So I worked on the brake side a little this weekend and did a little more research.

Some guys are just running a new line from the caliper to the new MC and bypassing the ABS. I'm not really against losing my rear ABS so this is an option, I just don't really understand what to do with the existing line going in and out of the ABS module...if I just took the lines out isn't there now air getting in the ABS block?

The other option was to run a new line from the ABS block to the new MC...then back bleed with a syringe from the caliper forward, to the MC. But replacing the line from the ABS to the MC would introduce air into the ABS, I would think.

Still not totally clear on how to go about this, but I can't be the first one to replace a brake line in their garage with ABS.

Bypassing the ABS could cause issues... do you keep the rear wheel ABS sensor..?? If not you will throw a code... unless you disable the ABS all together and flash the bike... Not sure you will get a dealer to assist you with the removal of an ABS unit, might be afraid of liability...

FWIW...

I have flushed my 2016 ABS system twice, both front and rear. Once was with a vacuum bleeder, sucking fluid from the master to the caliper. Once was with the syringe method pushing the fluid from the caliper to the master....

Neither time did any air make it past the closed ABS valves and into the ABS unit. Both times, after the intial flush/bleed, I went for a ride, purposely activated the ABS several times, then re-flushed the systems... Again, no air got into the ABS unit.

I suspect if you just treat it like the ABS is a sealed system, change the lines and bleed the brakes, you will be OK... The key is NOT to let any air get past the closed ABS valves in the module... That shouldn't happen unless you activate the ABS module with air in the system, or leave the ABS module unattached to a filled line, long enough to allow gravity to possibly drain fluid past the closed ABS valves, thus allowing air into the module... I susopect they seal pretty well for that application, but don't know for sure...

If you want to be extra cautious... just don't allow the ABS module to lose much fluid, and/or gravity to draw fluid from the ABS module...

You could change the front line. Bleed with the syringe from the end of the line to the master cylinder, and then attach the line to the ABS module.

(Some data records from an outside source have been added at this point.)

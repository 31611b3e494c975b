//! In-process query execution scenarios: filter, map arithmetic and the
//! windowed aggregations, each against a concrete oracle.

mod common;

use core::time::Duration;

use rill_buffer::layout::BoundLayout;
use rill_buffer::{DataType, Schema};
use rill_runtime::source::{GatheringMode, GeneratorSource, WatermarkStrategy};
use rill_runtime::stage::{Aggregation, FilterStage, KeyedWindowStage, MapStage, WindowType};
use rill_runtime::{
    ExecutableQueryPlan, ExecutionStatus, NodeEngine, QueryId, QueryPlanBuilder, SubPlanId,
};

use common::{CollectSink, as_i64, as_u64};

const WAIT: Duration = Duration::from_secs(10);

fn engine_with_workers(worker_threads: usize) -> NodeEngine {
    NodeEngine::builder()
        .worker_threads(worker_threads)
        .buffers_in_global_pool(128)
        .buffers_per_worker(16)
        .buffers_per_source(8)
        .buffer_size_bytes(4096)
        .build()
        .unwrap()
}

fn engine() -> NodeEngine {
    engine_with_workers(2)
}

fn test_schema() -> Schema {
    Schema::builder().field("id", DataType::Int64).build()
}

#[test]
fn filter_query_keeps_half_the_records() {
    let engine = engine();
    let schema = test_schema();
    let sink = CollectSink::new(schema.clone());

    let query = QueryId::new(1);
    let mut builder = ExecutableQueryPlan::builder(query, SubPlanId::new(0));
    let filter = builder.add_pipeline(FilterStage::new(schema.clone(), |rows, i| {
        Ok(rows.read::<i64>(i, 0)? < 5)
    }));
    let sink_pipeline = builder.add_sink(sink.clone());
    builder.connect(filter, sink_pipeline);

    builder.add_source(
        GeneratorSource::new(
            schema,
            engine.create_source_pool(),
            1,
            GatheringMode::Interval(Duration::ZERO),
            WatermarkStrategy::IngestionTime,
            1,
            |bound, _| {
                for i in 0..10i64 {
                    bound.push_record(&[i.into()])?;
                }
                Ok(())
            },
        ),
        filter,
    );
    let plan = builder.build();

    engine.register_query(plan.clone()).unwrap();
    engine.start_query(query).unwrap();

    let records = sink.wait_for_records(5, WAIT);
    assert_eq!(sink.buffer_count(), 1);
    assert_eq!(
        records.iter().map(|r| as_i64(&r[0])).collect::<Vec<_>>(),
        vec![0, 1, 2, 3, 4]
    );

    assert!(plan.wait_completed(WAIT), "plan must stop after source EOS");
    sink.wait_for_end_of_stream(WAIT);
    assert_eq!(plan.status(), ExecutionStatus::Stopped);

    let stats = engine.query_statistics(query).unwrap();
    assert_eq!(stats.len(), 1);
    assert!(stats[0].processed_buffers >= 1);
    assert!(stats[0].processed_tuples >= 10);

    engine.stop_query(query, false).unwrap();
    engine.undeploy_query(query).unwrap();
    assert!(engine.query_statistics(query).is_err());
    engine.stop();
}

#[test]
fn map_query_computes_powers() {
    let engine = engine();
    let input_schema = Schema::builder()
        .field("id", DataType::Int64)
        .field("one", DataType::Int64)
        .field("value", DataType::Int64)
        .build();
    let output_schema = Schema::builder()
        .field("id", DataType::Int64)
        .field("result_pow_int", DataType::Int64)
        .build();
    let sink = CollectSink::new(output_schema.clone());

    let query = QueryId::new(2);
    let mut builder = ExecutableQueryPlan::builder(query, SubPlanId::new(0));
    let map = builder.add_pipeline(MapStage::new(
        input_schema.clone(),
        output_schema,
        |src, row, dst, out| {
            let id = src.read::<i64>(row, 0)?;
            let one = src.read::<i64>(row, 1)?;
            dst.write(out, 0, id)?;
            dst.write(out, 1, 1i64 << (id + one))?;
            Ok(())
        },
    ));
    let sink_pipeline = builder.add_sink(sink.clone());
    builder.connect(map, sink_pipeline);

    builder.add_source(
        GeneratorSource::new(
            input_schema,
            engine.create_source_pool(),
            1,
            GatheringMode::Interval(Duration::ZERO),
            WatermarkStrategy::IngestionTime,
            1,
            |bound, _| {
                for i in 0..10i64 {
                    bound.push_record(&[i.into(), 1i64.into(), (i % 2).into()])?;
                }
                Ok(())
            },
        ),
        map,
    );
    let plan = builder.build();

    engine.register_query(plan.clone()).unwrap();
    engine.start_query(query).unwrap();

    let records = sink.wait_for_records(10, WAIT);
    let expected = [2i64, 4, 8, 16, 32, 64];
    for (i, want) in expected.iter().enumerate() {
        assert_eq!(as_i64(&records[i][0]), i as i64);
        assert_eq!(as_i64(&records[i][1]), *want, "2^(id+one) for id={i}");
    }
    assert!(plan.wait_completed(WAIT));
    engine.stop();
}

fn window_input_schema() -> Schema {
    Schema::builder()
        .field("key", DataType::Int64)
        .field("value", DataType::Int64)
        .field("ts", DataType::UInt64)
        .build()
}

fn window_result_schema() -> Schema {
    Schema::builder()
        .field("start", DataType::UInt64)
        .field("end", DataType::UInt64)
        .field("key", DataType::Int64)
        .field("value", DataType::Int64)
        .build()
}

/// Two buffers of ten `(key=1, value=1)` records with timestamps running on
/// across buffers, watermark assigned from the `ts` field.
fn add_window_source(engine: &NodeEngine, builder: &mut QueryPlanBuilder, target: usize) {
    builder.add_source(
        GeneratorSource::new(
            window_input_schema(),
            engine.create_source_pool(),
            2,
            GatheringMode::Interval(Duration::ZERO),
            WatermarkStrategy::EventTime {
                field: 2,
                allowed_lateness_ms: 0,
            },
            7,
            |bound, index| {
                for i in 0..10u64 {
                    let ts = index as u64 * 10 + i;
                    bound.push_record(&[1i64.into(), 1i64.into(), ts.into()])?;
                }
                Ok(())
            },
        ),
        target,
    );
}

#[test]
fn tumbling_window_sums_one_window() {
    // One worker keeps the two source buffers in event time order; the
    // watermark of the second fires the first window.
    let engine = engine_with_workers(1);
    let sink = CollectSink::new(window_result_schema());

    let query = QueryId::new(3);
    let mut builder = ExecutableQueryPlan::builder(query, SubPlanId::new(0));
    let window = builder.add_pipeline(KeyedWindowStage::new(
        window_input_schema(),
        window_result_schema(),
        vec![0],
        2,
        1,
        WindowType::Tumbling { size_ms: 10 },
        Aggregation::Sum,
    ));
    let sink_pipeline = builder.add_sink(sink.clone());
    builder.connect(window, sink_pipeline);
    add_window_source(&engine, &mut builder, window);
    let plan = builder.build();

    engine.register_query(plan.clone()).unwrap();
    engine.start_query(query).unwrap();

    let records = sink.wait_for_records(1, WAIT);
    assert!(plan.wait_completed(WAIT));
    // Only [0, 10) is covered by the final watermark of 19.
    assert_eq!(records.len(), 1);
    assert_eq!(as_u64(&records[0][0]), 0);
    assert_eq!(as_u64(&records[0][1]), 10);
    assert_eq!(as_i64(&records[0][2]), 1);
    assert_eq!(as_i64(&records[0][3]), 10);
    engine.stop();
}

#[test]
fn sliding_window_sums_two_windows() {
    let engine = engine_with_workers(1);
    let sink = CollectSink::new(window_result_schema());

    let query = QueryId::new(4);
    let mut builder = ExecutableQueryPlan::builder(query, SubPlanId::new(0));
    let window = builder.add_pipeline(KeyedWindowStage::new(
        window_input_schema(),
        window_result_schema(),
        vec![0],
        2,
        1,
        WindowType::Sliding {
            size_ms: 10,
            slide_ms: 5,
        },
        Aggregation::Sum,
    ));
    let sink_pipeline = builder.add_sink(sink.clone());
    builder.connect(window, sink_pipeline);
    add_window_source(&engine, &mut builder, window);
    let plan = builder.build();

    engine.register_query(plan.clone()).unwrap();
    engine.start_query(query).unwrap();

    let records = sink.wait_for_records(2, WAIT);
    assert!(plan.wait_completed(WAIT));
    assert_eq!(records.len(), 2);
    let rows: Vec<(u64, u64, i64, i64)> = records
        .iter()
        .map(|r| (as_u64(&r[0]), as_u64(&r[1]), as_i64(&r[2]), as_i64(&r[3])))
        .collect();
    assert_eq!(rows, vec![(0, 10, 1, 10), (5, 15, 1, 10)]);
    engine.stop();
}

#[test]
fn failing_stage_isolates_its_query() {
    let engine = engine();
    let schema = test_schema();

    let failing_query = QueryId::new(7);
    let mut builder = ExecutableQueryPlan::builder(failing_query, SubPlanId::new(0));
    let failing = builder.add_pipeline(FilterStage::new(schema.clone(), |_, _| {
        Err(rill_buffer::BufferError::RecordMismatch("induced failure"))
    }));
    builder.add_source(
        GeneratorSource::new(
            schema.clone(),
            engine.create_source_pool(),
            1,
            GatheringMode::Interval(Duration::ZERO),
            WatermarkStrategy::IngestionTime,
            1,
            |bound, _| {
                bound.push_record(&[1i64.into()])?;
                Ok(())
            },
        ),
        failing,
    );
    let failing_plan = builder.build();
    engine.register_query(failing_plan.clone()).unwrap();
    engine.start_query(failing_query).unwrap();

    assert!(failing_plan.wait_completed(WAIT));
    assert_eq!(failing_plan.status(), ExecutionStatus::ErrorState);
    assert!(engine.first_error(failing_query).unwrap().is_some());

    // A healthy query on the same engine is unaffected.
    let healthy_query = QueryId::new(8);
    let sink = CollectSink::new(schema.clone());
    let mut builder = ExecutableQueryPlan::builder(healthy_query, SubPlanId::new(0));
    let sink_pipeline = builder.add_sink(sink.clone());
    builder.add_source(
        GeneratorSource::new(
            schema,
            engine.create_source_pool(),
            1,
            GatheringMode::Interval(Duration::ZERO),
            WatermarkStrategy::IngestionTime,
            2,
            |bound, _| {
                for i in 0..10i64 {
                    bound.push_record(&[i.into()])?;
                }
                Ok(())
            },
        ),
        sink_pipeline,
    );
    let healthy_plan = builder.build();
    engine.register_query(healthy_plan.clone()).unwrap();
    engine.start_query(healthy_query).unwrap();
    sink.wait_for_records(10, WAIT);
    assert!(healthy_plan.wait_completed(WAIT));
    assert_eq!(healthy_plan.status(), ExecutionStatus::Stopped);

    engine.undeploy_query(failing_query).unwrap();
    engine.stop();
}

#[test]
fn engine_stop_is_idempotent() {
    let engine = engine();
    engine.stop();
    engine.stop();
}
//! Fixed-capacity tuple buffer pool and schema aware memory layouts.
//!
//! The pool is a single arena allocated once at startup. Buffers are handed
//! out as reference counted handles and recycle into their owning pool when
//! the last handle drops. Layouts give typed row or column access to the
//! raw bytes of a buffer.

mod buffer;
mod error;
mod manager;
mod pool;
mod schema;

pub mod layout;

pub use buffer::TupleBuffer;
pub use error::BufferError;
pub use manager::BufferManager;
pub use pool::{BufferProvider, FixedSizeBufferPool, LocalBufferPool};
pub use schema::{DataType, Field, Schema, SchemaBuilder};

Disconnect the rear line from the caliper, but leave it attached to the ABS unit, and plug or elevate the end so gravity doesn't allow it to drain. Attach the new line to the rear caliper, bleed it with a syringe from the caliper to the line, and then attach it to the ABS... From there, you should only have a small amount of air, and you wouldn't have given the ABS valves any opportunity to leak fluid past the closed valves or let air get introduced through the closed ABS valves.

You could then just bleed as normal and be done...

Not sure if that made any sense, it did in my head... but that's what I would do...

If it fails, you'll need to get a tool or go to a dealer.... but that is worse case scenario..

Good luck..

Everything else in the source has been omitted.